■ DIRECTIONS FOR THIS TASK: Using the listing below, copy exactly the lines from the one containing "LittleEndian::write_u64(&mut buf[32..40], (self.sid).0);" to the one containing "assert!(sid.has_leader());", both lines included, and no others.

■ INFORMATION:
+--

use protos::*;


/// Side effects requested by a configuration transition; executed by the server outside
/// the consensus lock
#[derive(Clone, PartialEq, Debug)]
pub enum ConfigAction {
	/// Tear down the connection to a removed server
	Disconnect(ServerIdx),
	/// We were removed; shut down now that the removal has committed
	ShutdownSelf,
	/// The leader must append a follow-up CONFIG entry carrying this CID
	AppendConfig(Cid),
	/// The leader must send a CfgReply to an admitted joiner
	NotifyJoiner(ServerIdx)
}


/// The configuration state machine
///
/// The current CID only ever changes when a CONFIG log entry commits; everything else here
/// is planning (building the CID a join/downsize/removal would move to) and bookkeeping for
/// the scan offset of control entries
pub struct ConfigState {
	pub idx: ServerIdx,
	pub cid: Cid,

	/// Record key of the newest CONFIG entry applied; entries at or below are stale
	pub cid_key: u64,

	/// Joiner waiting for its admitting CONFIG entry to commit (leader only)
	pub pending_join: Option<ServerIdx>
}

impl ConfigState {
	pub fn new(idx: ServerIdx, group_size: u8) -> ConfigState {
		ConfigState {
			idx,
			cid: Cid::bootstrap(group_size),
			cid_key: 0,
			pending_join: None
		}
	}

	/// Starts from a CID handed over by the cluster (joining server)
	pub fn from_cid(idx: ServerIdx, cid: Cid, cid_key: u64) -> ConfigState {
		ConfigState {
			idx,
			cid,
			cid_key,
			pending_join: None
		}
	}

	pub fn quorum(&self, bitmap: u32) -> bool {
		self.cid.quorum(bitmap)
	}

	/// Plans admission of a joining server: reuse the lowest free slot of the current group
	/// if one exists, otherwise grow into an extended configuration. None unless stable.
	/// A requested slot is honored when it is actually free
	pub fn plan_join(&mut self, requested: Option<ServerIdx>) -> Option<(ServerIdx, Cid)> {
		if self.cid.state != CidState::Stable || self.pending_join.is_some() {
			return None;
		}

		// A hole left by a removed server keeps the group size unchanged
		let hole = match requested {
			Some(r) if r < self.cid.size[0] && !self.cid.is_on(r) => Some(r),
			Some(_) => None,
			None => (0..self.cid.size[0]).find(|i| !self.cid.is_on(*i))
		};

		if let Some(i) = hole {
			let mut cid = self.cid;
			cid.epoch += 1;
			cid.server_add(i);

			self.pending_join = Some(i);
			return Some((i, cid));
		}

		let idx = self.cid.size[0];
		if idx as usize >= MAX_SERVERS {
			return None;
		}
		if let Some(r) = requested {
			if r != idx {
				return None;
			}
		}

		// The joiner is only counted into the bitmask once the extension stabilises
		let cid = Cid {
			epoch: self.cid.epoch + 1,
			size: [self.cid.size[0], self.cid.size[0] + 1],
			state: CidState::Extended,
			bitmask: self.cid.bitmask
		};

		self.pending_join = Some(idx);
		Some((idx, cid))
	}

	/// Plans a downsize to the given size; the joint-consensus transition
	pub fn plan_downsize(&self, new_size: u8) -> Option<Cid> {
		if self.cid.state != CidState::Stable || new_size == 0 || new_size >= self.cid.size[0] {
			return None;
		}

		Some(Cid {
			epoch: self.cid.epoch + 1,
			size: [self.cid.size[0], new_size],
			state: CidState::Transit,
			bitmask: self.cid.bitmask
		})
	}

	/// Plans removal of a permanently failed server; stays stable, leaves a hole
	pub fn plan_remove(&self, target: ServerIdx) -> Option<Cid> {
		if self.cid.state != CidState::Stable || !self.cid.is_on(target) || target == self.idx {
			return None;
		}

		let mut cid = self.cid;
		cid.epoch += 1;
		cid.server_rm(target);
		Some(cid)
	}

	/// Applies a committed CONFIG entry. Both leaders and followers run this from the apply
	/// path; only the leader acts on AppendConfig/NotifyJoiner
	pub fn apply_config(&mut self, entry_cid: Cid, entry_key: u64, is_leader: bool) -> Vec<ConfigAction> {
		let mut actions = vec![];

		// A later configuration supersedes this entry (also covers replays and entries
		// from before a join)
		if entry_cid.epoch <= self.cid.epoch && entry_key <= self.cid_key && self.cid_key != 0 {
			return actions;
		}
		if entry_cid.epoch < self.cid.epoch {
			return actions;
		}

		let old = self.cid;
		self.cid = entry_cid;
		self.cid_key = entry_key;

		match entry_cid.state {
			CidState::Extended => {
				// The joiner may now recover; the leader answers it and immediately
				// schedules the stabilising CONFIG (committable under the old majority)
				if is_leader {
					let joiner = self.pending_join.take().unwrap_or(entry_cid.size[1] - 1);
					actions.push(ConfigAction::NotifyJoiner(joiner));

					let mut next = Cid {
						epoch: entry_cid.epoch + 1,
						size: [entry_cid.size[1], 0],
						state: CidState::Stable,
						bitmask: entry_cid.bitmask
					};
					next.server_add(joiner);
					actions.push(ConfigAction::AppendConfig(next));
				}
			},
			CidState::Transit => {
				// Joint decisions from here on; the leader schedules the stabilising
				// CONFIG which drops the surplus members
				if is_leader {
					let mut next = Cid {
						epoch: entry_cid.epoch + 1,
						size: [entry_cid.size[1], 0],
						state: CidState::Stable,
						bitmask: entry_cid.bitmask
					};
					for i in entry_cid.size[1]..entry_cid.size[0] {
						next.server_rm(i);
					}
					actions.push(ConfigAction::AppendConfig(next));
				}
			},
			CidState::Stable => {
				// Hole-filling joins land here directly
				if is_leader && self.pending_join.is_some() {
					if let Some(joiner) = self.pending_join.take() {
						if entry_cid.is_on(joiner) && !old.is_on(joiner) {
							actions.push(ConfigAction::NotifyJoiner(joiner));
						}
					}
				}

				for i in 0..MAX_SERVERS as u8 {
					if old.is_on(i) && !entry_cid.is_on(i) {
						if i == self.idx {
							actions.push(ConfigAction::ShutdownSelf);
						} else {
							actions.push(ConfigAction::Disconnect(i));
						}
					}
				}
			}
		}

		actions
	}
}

+--

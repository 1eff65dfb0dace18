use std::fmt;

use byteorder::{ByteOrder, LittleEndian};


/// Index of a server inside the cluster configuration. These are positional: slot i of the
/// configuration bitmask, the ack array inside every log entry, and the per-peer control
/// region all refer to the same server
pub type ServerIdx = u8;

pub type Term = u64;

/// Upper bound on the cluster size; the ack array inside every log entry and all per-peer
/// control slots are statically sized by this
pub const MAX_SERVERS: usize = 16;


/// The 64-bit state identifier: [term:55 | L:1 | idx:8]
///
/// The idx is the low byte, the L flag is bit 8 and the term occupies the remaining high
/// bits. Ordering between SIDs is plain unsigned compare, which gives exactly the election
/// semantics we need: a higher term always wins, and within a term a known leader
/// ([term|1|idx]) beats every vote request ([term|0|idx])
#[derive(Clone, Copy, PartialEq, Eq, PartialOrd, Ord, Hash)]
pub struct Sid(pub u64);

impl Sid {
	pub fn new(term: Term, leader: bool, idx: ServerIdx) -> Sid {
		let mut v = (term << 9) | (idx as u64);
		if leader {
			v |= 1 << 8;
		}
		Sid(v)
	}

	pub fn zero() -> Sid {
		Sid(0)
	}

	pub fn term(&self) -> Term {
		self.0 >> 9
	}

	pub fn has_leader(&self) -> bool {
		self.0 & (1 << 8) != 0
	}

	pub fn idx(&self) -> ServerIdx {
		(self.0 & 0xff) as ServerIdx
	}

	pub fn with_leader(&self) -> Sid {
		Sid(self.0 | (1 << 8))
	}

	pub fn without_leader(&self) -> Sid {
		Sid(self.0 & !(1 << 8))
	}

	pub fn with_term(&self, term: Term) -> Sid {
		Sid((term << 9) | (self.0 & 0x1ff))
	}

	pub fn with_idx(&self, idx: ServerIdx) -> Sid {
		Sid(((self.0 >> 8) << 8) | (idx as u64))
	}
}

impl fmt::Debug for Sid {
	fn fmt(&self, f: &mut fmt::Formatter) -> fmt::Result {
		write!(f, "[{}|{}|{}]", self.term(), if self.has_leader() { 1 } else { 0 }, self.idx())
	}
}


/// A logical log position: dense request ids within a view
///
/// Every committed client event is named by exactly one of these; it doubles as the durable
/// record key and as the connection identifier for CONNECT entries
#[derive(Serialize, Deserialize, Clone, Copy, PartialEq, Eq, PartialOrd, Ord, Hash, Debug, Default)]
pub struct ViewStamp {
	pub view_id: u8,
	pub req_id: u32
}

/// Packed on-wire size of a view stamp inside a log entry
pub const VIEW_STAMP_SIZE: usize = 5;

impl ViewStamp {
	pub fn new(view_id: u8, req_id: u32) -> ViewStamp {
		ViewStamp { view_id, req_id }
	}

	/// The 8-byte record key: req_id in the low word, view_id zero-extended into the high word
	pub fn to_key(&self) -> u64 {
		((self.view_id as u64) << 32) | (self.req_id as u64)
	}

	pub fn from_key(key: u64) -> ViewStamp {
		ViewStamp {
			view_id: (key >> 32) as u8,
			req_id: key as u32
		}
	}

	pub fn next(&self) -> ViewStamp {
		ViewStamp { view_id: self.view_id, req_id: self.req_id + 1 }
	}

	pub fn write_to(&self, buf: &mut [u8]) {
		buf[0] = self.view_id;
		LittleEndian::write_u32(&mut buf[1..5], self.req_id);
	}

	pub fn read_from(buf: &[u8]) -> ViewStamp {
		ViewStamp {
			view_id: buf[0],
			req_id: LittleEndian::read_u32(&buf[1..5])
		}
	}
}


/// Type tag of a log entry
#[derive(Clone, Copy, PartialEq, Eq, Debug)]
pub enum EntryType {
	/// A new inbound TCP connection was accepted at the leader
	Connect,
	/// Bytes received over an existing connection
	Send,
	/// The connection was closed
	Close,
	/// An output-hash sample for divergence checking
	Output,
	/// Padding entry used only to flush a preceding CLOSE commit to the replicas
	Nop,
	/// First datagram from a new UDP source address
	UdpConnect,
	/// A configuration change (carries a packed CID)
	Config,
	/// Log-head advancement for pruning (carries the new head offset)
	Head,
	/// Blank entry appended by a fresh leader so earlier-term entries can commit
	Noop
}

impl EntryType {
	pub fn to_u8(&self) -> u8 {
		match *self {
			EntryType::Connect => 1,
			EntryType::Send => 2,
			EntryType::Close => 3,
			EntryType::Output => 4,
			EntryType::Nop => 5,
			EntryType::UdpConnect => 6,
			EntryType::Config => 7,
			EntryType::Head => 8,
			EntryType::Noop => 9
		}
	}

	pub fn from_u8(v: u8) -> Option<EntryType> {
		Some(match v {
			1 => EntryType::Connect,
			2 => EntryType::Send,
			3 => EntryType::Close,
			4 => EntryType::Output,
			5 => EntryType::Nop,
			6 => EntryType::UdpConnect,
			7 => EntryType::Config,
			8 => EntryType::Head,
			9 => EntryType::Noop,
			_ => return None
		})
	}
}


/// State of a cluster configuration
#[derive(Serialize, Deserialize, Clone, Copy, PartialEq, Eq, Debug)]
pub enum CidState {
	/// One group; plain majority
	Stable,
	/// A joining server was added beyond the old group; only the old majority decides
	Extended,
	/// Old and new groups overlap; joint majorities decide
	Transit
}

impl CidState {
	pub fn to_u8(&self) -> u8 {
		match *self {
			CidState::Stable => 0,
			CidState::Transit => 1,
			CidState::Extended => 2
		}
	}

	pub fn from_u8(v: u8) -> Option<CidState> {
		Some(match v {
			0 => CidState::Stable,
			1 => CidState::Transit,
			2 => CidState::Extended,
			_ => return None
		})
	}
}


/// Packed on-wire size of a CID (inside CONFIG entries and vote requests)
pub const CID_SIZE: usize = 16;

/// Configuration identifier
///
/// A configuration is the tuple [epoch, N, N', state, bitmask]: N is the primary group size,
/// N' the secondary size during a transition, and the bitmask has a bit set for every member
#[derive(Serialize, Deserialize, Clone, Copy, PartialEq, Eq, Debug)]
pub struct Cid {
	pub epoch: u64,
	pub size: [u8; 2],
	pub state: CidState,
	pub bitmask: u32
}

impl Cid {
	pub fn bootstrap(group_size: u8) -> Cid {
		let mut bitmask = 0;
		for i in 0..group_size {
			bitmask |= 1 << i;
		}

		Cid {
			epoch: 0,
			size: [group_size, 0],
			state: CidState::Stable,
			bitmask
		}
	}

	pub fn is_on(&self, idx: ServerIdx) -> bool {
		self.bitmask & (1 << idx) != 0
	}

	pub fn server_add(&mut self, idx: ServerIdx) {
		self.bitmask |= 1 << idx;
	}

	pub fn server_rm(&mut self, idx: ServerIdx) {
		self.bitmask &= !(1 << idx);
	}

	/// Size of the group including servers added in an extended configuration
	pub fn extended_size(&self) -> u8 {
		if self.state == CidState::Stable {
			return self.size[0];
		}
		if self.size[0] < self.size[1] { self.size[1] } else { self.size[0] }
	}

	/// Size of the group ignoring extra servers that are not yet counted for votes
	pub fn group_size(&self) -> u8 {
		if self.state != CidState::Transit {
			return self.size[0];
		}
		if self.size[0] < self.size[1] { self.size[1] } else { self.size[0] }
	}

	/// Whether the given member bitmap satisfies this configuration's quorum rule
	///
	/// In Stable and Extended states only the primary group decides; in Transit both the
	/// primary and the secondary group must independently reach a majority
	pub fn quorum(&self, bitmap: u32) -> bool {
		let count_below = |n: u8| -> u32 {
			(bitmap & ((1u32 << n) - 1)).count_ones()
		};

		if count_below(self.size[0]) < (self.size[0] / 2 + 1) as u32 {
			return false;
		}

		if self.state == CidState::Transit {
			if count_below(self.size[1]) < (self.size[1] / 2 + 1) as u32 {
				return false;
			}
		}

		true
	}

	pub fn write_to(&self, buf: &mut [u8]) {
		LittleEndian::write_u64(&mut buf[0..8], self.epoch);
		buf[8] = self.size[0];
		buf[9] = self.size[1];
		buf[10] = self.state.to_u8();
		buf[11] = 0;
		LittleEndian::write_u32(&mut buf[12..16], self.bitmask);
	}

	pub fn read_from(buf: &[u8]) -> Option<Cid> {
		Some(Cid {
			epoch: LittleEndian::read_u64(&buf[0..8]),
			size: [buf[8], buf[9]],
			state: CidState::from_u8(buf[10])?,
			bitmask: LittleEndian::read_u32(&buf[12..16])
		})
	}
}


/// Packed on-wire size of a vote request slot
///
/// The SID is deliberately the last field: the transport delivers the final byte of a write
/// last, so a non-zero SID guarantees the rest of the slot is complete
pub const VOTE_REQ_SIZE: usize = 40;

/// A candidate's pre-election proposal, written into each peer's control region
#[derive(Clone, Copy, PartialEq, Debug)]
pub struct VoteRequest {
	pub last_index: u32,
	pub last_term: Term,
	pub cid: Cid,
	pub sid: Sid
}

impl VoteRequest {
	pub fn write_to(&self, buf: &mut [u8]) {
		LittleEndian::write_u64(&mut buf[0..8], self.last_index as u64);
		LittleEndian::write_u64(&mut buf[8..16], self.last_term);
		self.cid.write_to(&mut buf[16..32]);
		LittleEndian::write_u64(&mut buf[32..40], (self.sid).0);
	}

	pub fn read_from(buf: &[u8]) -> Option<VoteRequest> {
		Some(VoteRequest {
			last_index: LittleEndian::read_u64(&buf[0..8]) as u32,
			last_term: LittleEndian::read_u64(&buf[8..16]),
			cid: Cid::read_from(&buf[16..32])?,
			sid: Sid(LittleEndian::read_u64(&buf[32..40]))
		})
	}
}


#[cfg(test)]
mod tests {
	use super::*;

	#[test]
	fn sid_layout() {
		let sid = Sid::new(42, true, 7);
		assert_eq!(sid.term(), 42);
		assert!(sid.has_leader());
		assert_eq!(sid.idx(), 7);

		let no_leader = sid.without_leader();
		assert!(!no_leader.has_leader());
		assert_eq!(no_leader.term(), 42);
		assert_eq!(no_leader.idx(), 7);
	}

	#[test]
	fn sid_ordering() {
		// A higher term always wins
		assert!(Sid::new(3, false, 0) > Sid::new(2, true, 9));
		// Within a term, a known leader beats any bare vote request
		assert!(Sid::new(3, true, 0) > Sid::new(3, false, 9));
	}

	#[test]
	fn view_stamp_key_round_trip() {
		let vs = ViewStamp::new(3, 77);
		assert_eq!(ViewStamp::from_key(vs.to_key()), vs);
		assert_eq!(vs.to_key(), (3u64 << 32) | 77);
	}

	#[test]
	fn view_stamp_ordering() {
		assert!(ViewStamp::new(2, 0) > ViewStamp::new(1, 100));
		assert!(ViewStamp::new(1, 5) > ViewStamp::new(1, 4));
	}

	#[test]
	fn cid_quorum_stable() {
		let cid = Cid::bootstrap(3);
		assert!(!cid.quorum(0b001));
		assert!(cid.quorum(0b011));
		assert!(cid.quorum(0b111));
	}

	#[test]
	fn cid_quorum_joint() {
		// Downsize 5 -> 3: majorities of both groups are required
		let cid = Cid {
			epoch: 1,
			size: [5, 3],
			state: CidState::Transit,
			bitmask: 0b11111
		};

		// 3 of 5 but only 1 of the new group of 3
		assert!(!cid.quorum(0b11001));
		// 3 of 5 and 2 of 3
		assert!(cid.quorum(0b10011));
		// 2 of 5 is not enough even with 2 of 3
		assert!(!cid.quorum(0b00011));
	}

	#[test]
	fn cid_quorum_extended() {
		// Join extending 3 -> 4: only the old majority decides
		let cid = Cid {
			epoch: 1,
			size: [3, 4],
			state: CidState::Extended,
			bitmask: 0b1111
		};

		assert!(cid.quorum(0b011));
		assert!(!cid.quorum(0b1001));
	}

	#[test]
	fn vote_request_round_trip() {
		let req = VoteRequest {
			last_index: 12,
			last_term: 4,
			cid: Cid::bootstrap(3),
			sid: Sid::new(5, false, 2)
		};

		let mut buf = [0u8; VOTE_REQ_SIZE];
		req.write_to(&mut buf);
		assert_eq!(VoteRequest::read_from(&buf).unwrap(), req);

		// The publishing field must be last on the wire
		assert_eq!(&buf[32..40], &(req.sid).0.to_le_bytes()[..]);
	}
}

+--

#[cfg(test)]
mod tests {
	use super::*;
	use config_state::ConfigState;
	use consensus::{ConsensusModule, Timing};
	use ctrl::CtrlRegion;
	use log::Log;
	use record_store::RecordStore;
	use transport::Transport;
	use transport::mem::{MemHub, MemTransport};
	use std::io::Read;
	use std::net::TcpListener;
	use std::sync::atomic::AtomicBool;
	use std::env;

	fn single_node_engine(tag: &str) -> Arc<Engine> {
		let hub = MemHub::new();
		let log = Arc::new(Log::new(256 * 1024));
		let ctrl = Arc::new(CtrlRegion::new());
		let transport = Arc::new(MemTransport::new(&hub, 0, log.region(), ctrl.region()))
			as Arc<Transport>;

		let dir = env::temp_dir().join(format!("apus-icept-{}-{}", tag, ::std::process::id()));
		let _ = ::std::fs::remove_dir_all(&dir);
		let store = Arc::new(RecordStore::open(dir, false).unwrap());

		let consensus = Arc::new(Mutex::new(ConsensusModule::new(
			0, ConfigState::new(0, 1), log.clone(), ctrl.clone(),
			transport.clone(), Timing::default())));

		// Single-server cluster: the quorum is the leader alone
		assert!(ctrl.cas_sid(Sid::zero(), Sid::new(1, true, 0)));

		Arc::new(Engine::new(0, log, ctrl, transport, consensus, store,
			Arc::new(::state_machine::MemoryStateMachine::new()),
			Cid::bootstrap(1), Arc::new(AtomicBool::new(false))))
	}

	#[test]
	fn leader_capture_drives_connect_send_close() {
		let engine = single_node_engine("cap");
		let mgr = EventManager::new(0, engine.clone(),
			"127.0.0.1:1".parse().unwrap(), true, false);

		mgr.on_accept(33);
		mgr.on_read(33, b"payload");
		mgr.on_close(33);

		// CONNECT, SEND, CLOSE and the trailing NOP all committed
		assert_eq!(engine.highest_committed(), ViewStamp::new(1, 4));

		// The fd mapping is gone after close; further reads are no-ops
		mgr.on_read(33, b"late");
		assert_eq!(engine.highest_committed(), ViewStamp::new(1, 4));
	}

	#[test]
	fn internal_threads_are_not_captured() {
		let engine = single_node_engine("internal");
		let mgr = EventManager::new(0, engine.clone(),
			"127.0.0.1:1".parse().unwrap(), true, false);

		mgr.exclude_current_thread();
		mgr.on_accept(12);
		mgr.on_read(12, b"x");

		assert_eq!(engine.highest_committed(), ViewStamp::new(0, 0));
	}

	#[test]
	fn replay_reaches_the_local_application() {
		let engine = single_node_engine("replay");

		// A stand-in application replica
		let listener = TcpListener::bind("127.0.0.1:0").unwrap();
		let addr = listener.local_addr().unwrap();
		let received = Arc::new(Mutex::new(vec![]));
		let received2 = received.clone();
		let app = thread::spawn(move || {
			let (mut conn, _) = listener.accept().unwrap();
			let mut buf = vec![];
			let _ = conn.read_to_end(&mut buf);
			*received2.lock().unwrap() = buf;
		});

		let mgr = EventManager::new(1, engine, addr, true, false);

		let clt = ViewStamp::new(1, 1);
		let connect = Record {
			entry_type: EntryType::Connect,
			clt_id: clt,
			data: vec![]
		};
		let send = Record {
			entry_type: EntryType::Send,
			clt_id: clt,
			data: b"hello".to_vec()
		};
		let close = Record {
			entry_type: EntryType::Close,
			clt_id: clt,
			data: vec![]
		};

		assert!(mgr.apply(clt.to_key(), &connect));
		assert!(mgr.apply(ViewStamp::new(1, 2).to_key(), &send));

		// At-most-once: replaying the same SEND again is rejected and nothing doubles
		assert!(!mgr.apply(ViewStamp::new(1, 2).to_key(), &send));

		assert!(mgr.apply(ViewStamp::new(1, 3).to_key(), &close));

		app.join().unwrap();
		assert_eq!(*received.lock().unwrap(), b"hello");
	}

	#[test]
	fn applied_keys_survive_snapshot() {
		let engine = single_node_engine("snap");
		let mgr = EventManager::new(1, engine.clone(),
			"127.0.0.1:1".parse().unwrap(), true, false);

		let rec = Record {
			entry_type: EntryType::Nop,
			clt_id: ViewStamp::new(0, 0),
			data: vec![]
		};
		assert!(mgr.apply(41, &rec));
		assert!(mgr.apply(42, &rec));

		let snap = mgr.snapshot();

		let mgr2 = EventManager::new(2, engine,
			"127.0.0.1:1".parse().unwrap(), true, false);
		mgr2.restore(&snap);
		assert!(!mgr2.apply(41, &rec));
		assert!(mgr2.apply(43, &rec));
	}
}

+--

■ TASK RESPONSE:
		LittleEndian::write_u64(&mut buf[32..40], (self.sid).0);
	}

	pub fn read_from(buf: &[u8]) -> Option<VoteRequest> {
		Some(VoteRequest {
			last_index: LittleEndian::read_u64(&buf[0..8]) as u32,
			last_term: LittleEndian::read_u64(&buf[8..16]),
			cid: Cid::read_from(&buf[16..32])?,
			sid: Sid(LittleEndian::read_u64(&buf[32..40]))
		})
	}
}


#[cfg(test)]
mod tests {
	use super::*;

	#[test]
	fn sid_layout() {
		let sid = Sid::new(42, true, 7);
		assert_eq!(sid.term(), 42);
		assert!(sid.has_leader());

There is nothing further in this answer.